Previously, it has been shown that AGP induced a dose-dependent inhibition of superoxide generation in PMNs stimulated by phorbol-12-myristate-13-acetate [32]. Additionally, the ability of PMNs to release superoxide has been used as an indicator for evaluating their phagocytic activity on sperm [33]. Our results show that only in the presence of sperm did AGP (100 ng/ml) significantly suppress superoxide release by PMNs. These findings suggest that the AGP secreted in bovine oviducts contributes to the protection and maintenance of sperm survival through the suppression of phagocytic activity and superoxide release by PMNs. In humans, it has been shown that leukocytes are the predominant source of superoxide production in sperm preparations and that the contribution of spermatozoa was either undetectable or was a small fraction of that contributed by leukocytes [34]. In general, PMNs form NETs for pathogen uptake depending on superoxide release through reactive oxygen species (ROS)-generating pathways [35]. NADPH decomposition results in the release of superoxide, which is converted to hydrogen peroxide (H2O2) either by superoxide dismutase (SOD) or spontaneously [35]. The generated H2O2 is then used in the formation of halogenated ROS, such as hypochlorite (OCL-) by myeloperoxidase (MPO), which induces NETs formation [35]. Therefore, we hypothesize that AGP, via the suppression of superoxide generation, could affect the ROS-generating pathways that lead to suppression of NETs formation, altering the phagocytic behavior of PMNs for sperm.
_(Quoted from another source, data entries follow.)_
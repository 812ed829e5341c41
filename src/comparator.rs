//! Comparators for index namespaces
//!
//! ## Two-phase binding
//! An index namespace must have its comparator when the engine opens it,
//! but the logical key/value comparators are only known once someone asks
//! for the index by name. [`ComparatorAdapter`] bridges the gap: it is
//! created with the namespace name, handed to the engine, and configured
//! with the real comparators later. Until then the engine refuses to touch
//! the namespace.
//!
//! ## Identity
//! A comparator is identified by [`ByteComparator::id`]. The ids are
//! written into the namespace name, and on reopen a [`ComparatorRegistry`]
//! turns them back into comparators.

use std::cmp::Ordering;
use std::collections::HashMap;
use std::fmt;
use std::sync::{Arc, OnceLock};

use crate::codec::{parse, EdgeFlag};
use crate::engine::KeyComparator;
use crate::error::{HgError, Result};

/// Ordering over logical keys or values
pub trait ByteComparator: Send + Sync {
    /// Stable identifier, persisted in namespace names. Must not contain `>>>`.
    fn id(&self) -> &str;

    fn compare(&self, a: &[u8], b: &[u8]) -> Ordering;
}

/// Comparators that can be looked up by id when reopening a store
#[derive(Clone, Default)]
pub struct ComparatorRegistry {
    comparators: HashMap<String, Arc<dyn ByteComparator>>,
}

impl ComparatorRegistry {
    pub fn new() -> Self {
        Self::default()
    }

    /// Register a comparator under its id, replacing any previous one
    pub fn register(&mut self, comparator: Arc<dyn ByteComparator>) -> &mut Self {
        self.comparators.insert(comparator.id().to_string(), comparator);
        self
    }

    pub fn get(&self, id: &str) -> Option<Arc<dyn ByteComparator>> {
        self.comparators.get(id).cloned()
    }

    pub fn contains(&self, id: &str) -> bool {
        self.comparators.contains_key(id)
    }
}

impl fmt::Debug for ComparatorRegistry {
    fn fmt(&self, f: &mut fmt::Formatter<'_>) -> fmt::Result {
        f.debug_set().entries(self.comparators.keys()).finish()
    }
}

fn compare_with(comparator: &Option<Arc<dyn ByteComparator>>, a: &[u8], b: &[u8]) -> Ordering {
    match comparator {
        Some(comparator) => comparator.compare(a, b),
        None => a.cmp(b),
    }
}

fn same(a: &Option<Arc<dyn ByteComparator>>, b: &Option<Arc<dyn ByteComparator>>) -> bool {
    match (a, b) {
        (None, None) => true,
        (Some(a), Some(b)) => a.id() == b.id(),
        _ => false,
    }
}

struct Configured {
    key: Option<Arc<dyn ByteComparator>>,
    value: Option<Arc<dyn ByteComparator>>,
}

/// Engine comparator for variable-key variable-value index namespaces.
///
/// Orders engine keys by:
/// 1. global edges before/after everything
/// 2. logical key, by the key comparator
/// 3. range edges before/after every value of their key
/// 4. logical value, by the value comparator
///
/// An absent comparator means unsigned bytewise order.
pub struct ComparatorAdapter {
    name: String,
    configured: OnceLock<Configured>,
}

impl ComparatorAdapter {
    /// An adapter that is not usable until [`ComparatorAdapter::configure`]
    pub fn new(name: impl Into<String>) -> Self {
        Self {
            name: name.into(),
            configured: OnceLock::new(),
        }
    }

    /// An adapter configured up front
    pub fn with_comparators(
        name: impl Into<String>,
        key: Option<Arc<dyn ByteComparator>>,
        value: Option<Arc<dyn ByteComparator>>,
    ) -> Self {
        let adapter = Self::new(name);
        let _ = adapter.configured.set(Configured { key, value });
        adapter
    }

    pub fn name(&self) -> &str {
        &self.name
    }

    /// Install the logical comparators.
    ///
    /// Configuring again with comparators of the same ids is a no-op;
    /// different ids are rejected since records are already ordered.
    pub fn configure(
        &self,
        key: Option<Arc<dyn ByteComparator>>,
        value: Option<Arc<dyn ByteComparator>>,
    ) -> Result<()> {
        let current = self.configured.get_or_init(|| Configured {
            key: key.clone(),
            value: value.clone(),
        });
        if same(&current.key, &key) && same(&current.value, &value) {
            Ok(())
        } else {
            Err(HgError::Precondition(format!(
                "comparators of {} are already configured differently",
                self.name
            )))
        }
    }

    pub fn is_configured(&self) -> bool {
        self.configured.get().is_some()
    }

    /// Compare two engine keys.
    ///
    /// # Panics
    /// If the adapter has not been configured. The engine checks
    /// [`KeyComparator::is_ready`] before ordering anything, so this only
    /// fires on direct use.
    pub fn compare_engine_keys(&self, a: &[u8], b: &[u8]) -> Ordering {
        let Some(configured) = self.configured.get() else {
            panic!("comparator adapter {} used before it was configured", self.name);
        };

        let (a, b) = (parse(a), parse(b));
        match (a.flag, b.flag) {
            (EdgeFlag::GlobalStart, EdgeFlag::GlobalStart) | (EdgeFlag::GlobalEnd, EdgeFlag::GlobalEnd) => {
                return Ordering::Equal
            }
            (EdgeFlag::GlobalStart, _) | (_, EdgeFlag::GlobalEnd) => return Ordering::Less,
            (EdgeFlag::GlobalEnd, _) | (_, EdgeFlag::GlobalStart) => return Ordering::Greater,
            _ => {}
        }

        let by_key = compare_with(&configured.key, a.key, b.key);
        if by_key != Ordering::Equal {
            return by_key;
        }

        match (a.flag, b.flag) {
            (EdgeFlag::RangeStart, EdgeFlag::RangeStart) | (EdgeFlag::RangeEnd, EdgeFlag::RangeEnd) => Ordering::Equal,
            (EdgeFlag::RangeStart, _) | (_, EdgeFlag::RangeEnd) => Ordering::Less,
            (EdgeFlag::RangeEnd, _) | (_, EdgeFlag::RangeStart) => Ordering::Greater,
            _ => compare_with(&configured.value, a.value, b.value),
        }
    }
}

impl KeyComparator for ComparatorAdapter {
    fn name(&self) -> &str {
        &self.name
    }

    fn compare(&self, a: &[u8], b: &[u8]) -> Ordering {
        self.compare_engine_keys(a, b)
    }

    fn is_ready(&self) -> bool {
        self.is_configured()
    }
}

impl fmt::Debug for ComparatorAdapter {
    fn fmt(&self, f: &mut fmt::Formatter<'_>) -> fmt::Result {
        f.debug_struct("ComparatorAdapter")
            .field("name", &self.name)
            .field("configured", &self.is_configured())
            .finish()
    }
}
The mechanism by which AGP suppresses the phagocytosis of sperm by PMNs is still unknown. The binding and immunomodulatory activities of AGP have been shown to be mostly dependent on its carbohydrate composition [9]. Importantly, bovine AGP is one of the most heavily glycosylated proteins [5], and AGP glycosylation is modified during disease [36]. It is conceivable that the terminal sialic acid residues exposed on the surface of AGP block phagocytosis by binding phagocyte sialic acid-binding immunoglobulin-type lectins (Siglec) [37]. Therefore, we hypothesized that the sialic acid contributes to the suppressive effect of AGP on PMN phagocytosis for sperm. In fact, our results show that desialylating AGP completely abolished the AGP-suppressive effect on both PMN phagocytosis of sperm and superoxide release. These results are in agreement with previous studies showing that desialylating AGP abolished an AGP hepato-protective effect [38] and anti-apoptotic activity [39], whereas hyposialylated AGP completely inhibited the phagocytosis of E. coli by feline neutrophils [40].

We previously demonstrated that luteinizing hormone stimulates BOECs to secrete PGE2, which plays a major role in suppressing the phagocytic activity of PMNs for sperm [4]. Interestingly, our results showed that AGP dose-dependently stimulated PGE2 secretion from BOECs. Moreover, AGP and PGE2, within the physiological concentrations detected in oviduct flushing media, additively suppressed the phagocytosis of sperm by PMNs. Thus, these findings suggest that AGP not only directly suppresses sperm phagocytosis but also works cooperatively with PGE2 to suppress the phagocytosis of sperm by PMNs in the bovine oviduct.

Taken together, our findings suggest that AGP has immunomodulatory functions in the bovine oviduct. It is proposed that under physiological conditions, the local AGP system in the bovine oviduct may aid sperm survival through direct suppression of the phagocytic activity of PMNs for sperm, through reduction of superoxide production by phagocytizing PMNs, and by limiting NET formation.

Conflict of interest: The authors declare that there is no conflict of interest that could be perceived as prejudicing the impartiality of the research reported.